Jener Essay wurde ursprünglich nur unter Vertrauten geteilt und war nicht für die breite Öffentlichkeit vorgesehen. Wer den Text leakte, ist bis dato nicht bekannt. Sobald dieser jedoch auf sozialen Medien zirkulierte, wurde Ren unverzüglich im Pekinger Haus seiner Schwester abgeführt und in Untersuchungshaft genommen.
Warnsignal an Intellektuelle
Das Verfahren lässt sich am ehesten als Schauprozess bezeichnen, rechtsstaatliche Standards wurden keinesfalls eingehalten. Wie die Hongkonger „South China Morning Post“berichtet, durfte der Beschuldigte seinen eigenen Anwalt überhaupt erst am Prozesstag treffen. Am Tag der Anhörung war das Gebäude von Sicherheitskräften in Uniform und Zivilkleidung umzingelt, auch westlichen Diplomaten wurde der Einlass verweigert. Jedem Beobachter war von Beginn an klar, dass Ren Ziqiang nicht glimpflich davonkommen würde. Das harsche Urteil von 18 Jahren hat viele Beobachter dennoch überrascht, auch innerhalb Chinas.

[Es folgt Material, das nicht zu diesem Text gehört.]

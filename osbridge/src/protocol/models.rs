//! Plan protocol data model.
//!
//! A [`Plan`] is the unit the LLM submits: a DAG of typed [`Action`]s with
//! parameters, dependencies, retry/rollback policies and inter-action
//! templating. Plans are immutable once submitted; all mutable execution
//! bookkeeping lives in `orchestration::state`.

use schemars::JsonSchema;
use serde::{Deserialize, Serialize};
use serde_json::{Map, Value};
use std::collections::HashMap;

/// Protocol version emitted by current clients.
pub const PROTOCOL_VERSION: &str = "2.0";

#[derive(Debug, Clone, Copy, PartialEq, Eq, Serialize, Deserialize, JsonSchema, Default)]
#[serde(rename_all = "snake_case")]
pub enum ExecutionMode {
    Sequential,
    #[default]
    Parallel,
}

/// How the plan is run: `standard` dispatches actions for real; `dry_run`
/// walks the DAG marking every action skipped, without dispatching.
#[derive(Debug, Clone, Copy, PartialEq, Eq, Serialize, Deserialize, JsonSchema, Default)]
#[serde(rename_all = "snake_case")]
pub enum PlanMode {
    #[default]
    Standard,
    DryRun,
}

#[derive(Debug, Clone, Copy, PartialEq, Eq, Serialize, Deserialize, JsonSchema, Default)]
#[serde(rename_all = "snake_case")]
pub enum OnErrorBehavior {
    #[default]
    Fail,
    Continue,
    Retry,
    Rollback,
}

/// Exponential-backoff retry policy for one action.
#[derive(Debug, Clone, PartialEq, Serialize, Deserialize, JsonSchema)]
pub struct RetryConfig {
    pub max_attempts: u32,
    #[serde(default = "RetryConfig::default_backoff_initial")]
    pub backoff_initial_s: f64,
    #[serde(default = "RetryConfig::default_backoff_factor")]
    pub backoff_factor: f64,
    #[serde(default = "RetryConfig::default_max_backoff")]
    pub max_backoff_s: f64,
}

impl RetryConfig {
    fn default_backoff_initial() -> f64 {
        1.0
    }
    fn default_backoff_factor() -> f64 {
        2.0
    }
    fn default_max_backoff() -> f64 {
        60.0
    }
}

impl Default for RetryConfig {
    fn default() -> Self {
        Self {
            max_attempts: 1,
            backoff_initial_s: Self::default_backoff_initial(),
            backoff_factor: Self::default_backoff_factor(),
            max_backoff_s: Self::default_max_backoff(),
        }
    }
}

/// Compensating action reference for `on_error: rollback`.
///
/// `action` must name another action id in the same plan; `params` are merged
/// over the target's own params before template resolution.
#[derive(Debug, Clone, PartialEq, Serialize, Deserialize, JsonSchema)]
pub struct RollbackConfig {
    pub action: String,
    #[serde(default)]
    pub params: Map<String, Value>,
}

/// One node of the plan DAG: a typed call to a capability module.
#[derive(Debug, Clone, PartialEq, Serialize, Deserialize, JsonSchema)]
pub struct Action {
    pub id: String,
    pub module: String,
    pub action: String,
    #[serde(default)]
    pub params: Map<String, Value>,
    #[serde(default)]
    pub depends_on: Vec<String>,
    #[serde(default)]
    pub on_error: OnErrorBehavior,
    #[serde(default, skip_serializing_if = "Option::is_none")]
    pub retry: Option<RetryConfig>,
    #[serde(default, skip_serializing_if = "Option::is_none")]
    pub rollback: Option<RollbackConfig>,
    #[serde(default = "Action::default_timeout_s")]
    pub timeout_s: f64,
    #[serde(default, skip_serializing_if = "Option::is_none")]
    pub permission_required: Option<String>,
    #[serde(default)]
    pub requires_approval: bool,
}

impl Action {
    fn default_timeout_s() -> f64 {
        60.0
    }

    /// The `module.action` key used by rate limiting and schema lookup.
    pub fn action_key(&self) -> String {
        format!("{}.{}", self.module, self.action)
    }
}

#[derive(Debug, Clone, PartialEq, Serialize, Deserialize, JsonSchema)]
pub struct Plan {
    pub plan_id: String,
    #[serde(default = "Plan::default_protocol_version")]
    pub protocol_version: String,
    #[serde(default)]
    pub description: String,
    #[serde(default)]
    pub metadata: Map<String, Value>,
    #[serde(default)]
    pub execution_mode: ExecutionMode,
    #[serde(default)]
    pub mode: PlanMode,
    pub actions: Vec<Action>,
    #[serde(default, skip_serializing_if = "Option::is_none")]
    pub retry_defaults: Option<RetryConfig>,
    #[serde(default, skip_serializing_if = "Option::is_none")]
    pub timeout_seconds: Option<f64>,
}

impl Plan {
    fn default_protocol_version() -> String {
        PROTOCOL_VERSION.to_string()
    }

    pub fn get_action(&self, id: &str) -> Option<&Action> {
        self.actions.iter().find(|a| a.id == id)
    }

    /// The effective retry config for an action: its own, else the plan
    /// defaults, else a single attempt.
    pub fn retry_for(&self, action: &Action) -> RetryConfig {
        action
            .retry
            .clone()
            .or_else(|| self.retry_defaults.clone())
            .unwrap_or_default()
    }

    /// Index of action id -> position, for O(1) lookups during scheduling.
    pub fn action_index(&self) -> HashMap<&str, usize> {
        self.actions
            .iter()
            .enumerate()
            .map(|(i, a)| (a.id.as_str(), i))
            .collect()
    }
}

Wahrscheinlich soll es ein Warnsignal an öffentliche Intellektuelle aussenden. Dabei traut sich unter Xi Jinpings Herrschaft ohnehin kaum jemand mehr, sich öffentlich zu sensiblen Themen zu äußern. Regelmäßig werden kritische Professoren ihrer Posten enthoben, Menschenrechtsanwälte verschwinden über Nacht.
Dass sich Ren jedoch dennoch ans offene Messer liefern ließ, hat vor allem damit zu tun, dass er noch vor wenigen Jahren für den Sicherheitsapparat als unangreifbar galt: Zum einen ist sein Vater der stellvertretende Handelsminister, Rens Familienmitglieder zählten zur ersten Parteigarde rund um Mao Tsetung.
Gleichzeitig unterhielt Ren ein reiches Kontaktnetzwerk zu erfolgreichen Unternehmern und mächtigen Regierungsbeamten. Vom Gericht hieß es, der Beschuldigte habe „freiwillig alle seine Verbrechen gestanden“und werde keine Berufung einlegen. Ren hinterlässt in Freiheit zwei Kinder, eine Tochter aus einer früheren Ehe und einen Sohn.